At this time, an estimate of the range of the reasonably possible change cannot be made.
The IRS is auditing Sysco’s 2007 and 2008 federal income tax returns. As of July 3, 2010, Sysco’s tax returns in the majority of the state and
local jurisdictions and Canada are no longer subject to audit for the years before 2003. However, some jurisdictions have audits open prior to 2003,
with the earliest dating back to 1996. Although the outcome of tax audits is generally uncertain, the company believes that adequate amounts of tax,
including interest and penalties, have been accrued for any adjustments that may result from those open years.
Other
The company intends to permanently reinvest the undistributed earnings of its foreign subsidiaries in those businesses outside of the United
States and, therefore, has not provided for U.S. deferred income taxes on such undistributed foreign earnings.The determination of the amount of the
unrecognized deferred tax liability related to the undistributed earnings is not practicable.
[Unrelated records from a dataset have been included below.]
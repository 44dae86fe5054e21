use indexmap::{IndexMap, IndexSet};
use serde::{Deserialize, Serialize};

/// K-mers mapped to every successor k-mer observed after them.
///
/// Keys keep the order in which they were first seen and successor lists
/// keep their multiplicity, so the same table can describe one sequence or
/// a whole corpus.
#[derive(Debug, Clone, Default, PartialEq, Eq, Serialize, Deserialize)]
#[serde(transparent)]
pub struct SuccessorTable {
    entries: IndexMap<String, Vec<String>>,
}

impl SuccessorTable {
    pub fn new() -> Self {
        Self::default()
    }

    /// Append `successor` to the list for `kmer`, creating the list on first sight.
    pub fn push(&mut self, kmer: &str, successor: &str) {
        self.entries
            .entry(kmer.to_string())
            .or_default()
            .push(successor.to_string());
    }

    /// Concatenate every successor list of `other` onto this table.
    pub fn merge(&mut self, other: SuccessorTable) {
        for (kmer, successors) in other.entries {
            self.entries.entry(kmer).or_default().extend(successors);
        }
    }

    pub fn get(&self, kmer: &str) -> Option<&[String]> {
        self.entries.get(kmer).map(Vec::as_slice)
    }

    /// Number of distinct k-mers.
    pub fn len(&self) -> usize {
        self.entries.len()
    }

    pub fn is_empty(&self) -> bool {
        self.entries.is_empty()
    }

    /// Total number of (k-mer, successor) entries, counting repeats.
    pub fn pair_count(&self) -> usize {
        self.entries.values().map(Vec::len).sum()
    }

    pub fn iter(&self) -> impl Iterator<Item = (&str, &[String])> {
        self.entries
            .iter()
            .map(|(kmer, successors)| (kmer.as_str(), successors.as_slice()))
    }

    /// Collapse each successor list to its set of distinct values.
    pub fn uniqueness(&self) -> IndexMap<&str, IndexSet<&str>> {
        self.entries
            .iter()
            .map(|(kmer, successors)| {
                let distinct = successors.iter().map(String::as_str).collect();
                (kmer.as_str(), distinct)
            })
            .collect()
    }

    /// True when every k-mer has exactly one distinct successor.
    ///
    /// An empty table passes vacuously.
    pub fn is_unambiguous(&self) -> bool {
        self.uniqueness().values().all(|distinct| distinct.len() == 1)
    }

    /// K-mers followed by more than one distinct successor, in first-seen order.
    pub fn ambiguous_kmers(&self) -> Vec<&str> {
        self.uniqueness()
            .into_iter()
            .filter(|(_, distinct)| distinct.len() > 1)
            .map(|(kmer, _)| kmer)
            .collect()
    }
}

/// Map every k-mer of `sequence` to the k-mers starting one position later.
///
/// Positions are counted in characters. Only start positions that have a
/// following position are used, so `k >= len` (and `k == 0`) yields an
/// empty table. A successor running past the end of the sequence is kept
/// as the shorter remainder.
pub fn extract_successors(sequence: &str, k: usize) -> SuccessorTable {
    let mut table = SuccessorTable::new();

    // Byte offset of every char, plus the end of the string.
    let bounds: Vec<usize> = sequence
        .char_indices()
        .map(|(offset, _)| offset)
        .chain(std::iter::once(sequence.len()))
        .collect();
    let len = bounds.len() - 1;

    if k == 0 || k >= len {
        return table;
    }

    for i in 0..len - k {
        let kmer = &sequence[bounds[i]..bounds[i + k]];
        let successor_end = (i + 1 + k).min(len);
        let successor = &sequence[bounds[i + 1]..bounds[successor_end]];
        table.push(kmer, successor);
    }

    table
}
The determination of the company’s provision for income taxes requires significant judgment, the use of estimates and the interpretation and
application of complex tax laws. The company’s provision for income taxes primarily reflects a combination of income earned and taxed in the
various U.S. federal and state, as well as various foreign jurisdictions. Jurisdictional tax law changes, increases or decreases in permanent differences
between book and tax items, accruals or adjustments of accruals for tax contingencies or valuation allowances, and the company’s change in the mix
of earnings from these taxing jurisdictions all affect the overall effective tax rate.
17. ACQUISITIONS
During fiscal 2010, in the aggregate, the company paid cash of $29.3 million for operations acquired during fiscal 2010 and for contingent
consideration related to operations acquired in previous fiscal years. During fiscal 2010, Sysco acquired for cash a broadline foodservice operation in
Syracuse, New York, a produce distributor in Atlanta, Georgia and a seafood distributor in Edmonton, Alberta, Canada. The fiscal 2010 acquisitions
were immaterial, individually and in the aggregate, to the consolidated financial statements.
Certain acquisitions involve contingent consideration typically payable over periods up to five years only in the event that certain outstanding
contingencies are resolved. As of July 3, 2010, aggregate contingent consideration amounts outstanding relating to acquisitions was $52.8 million,of
which $51.0 million could result in the recording of additional goodwill.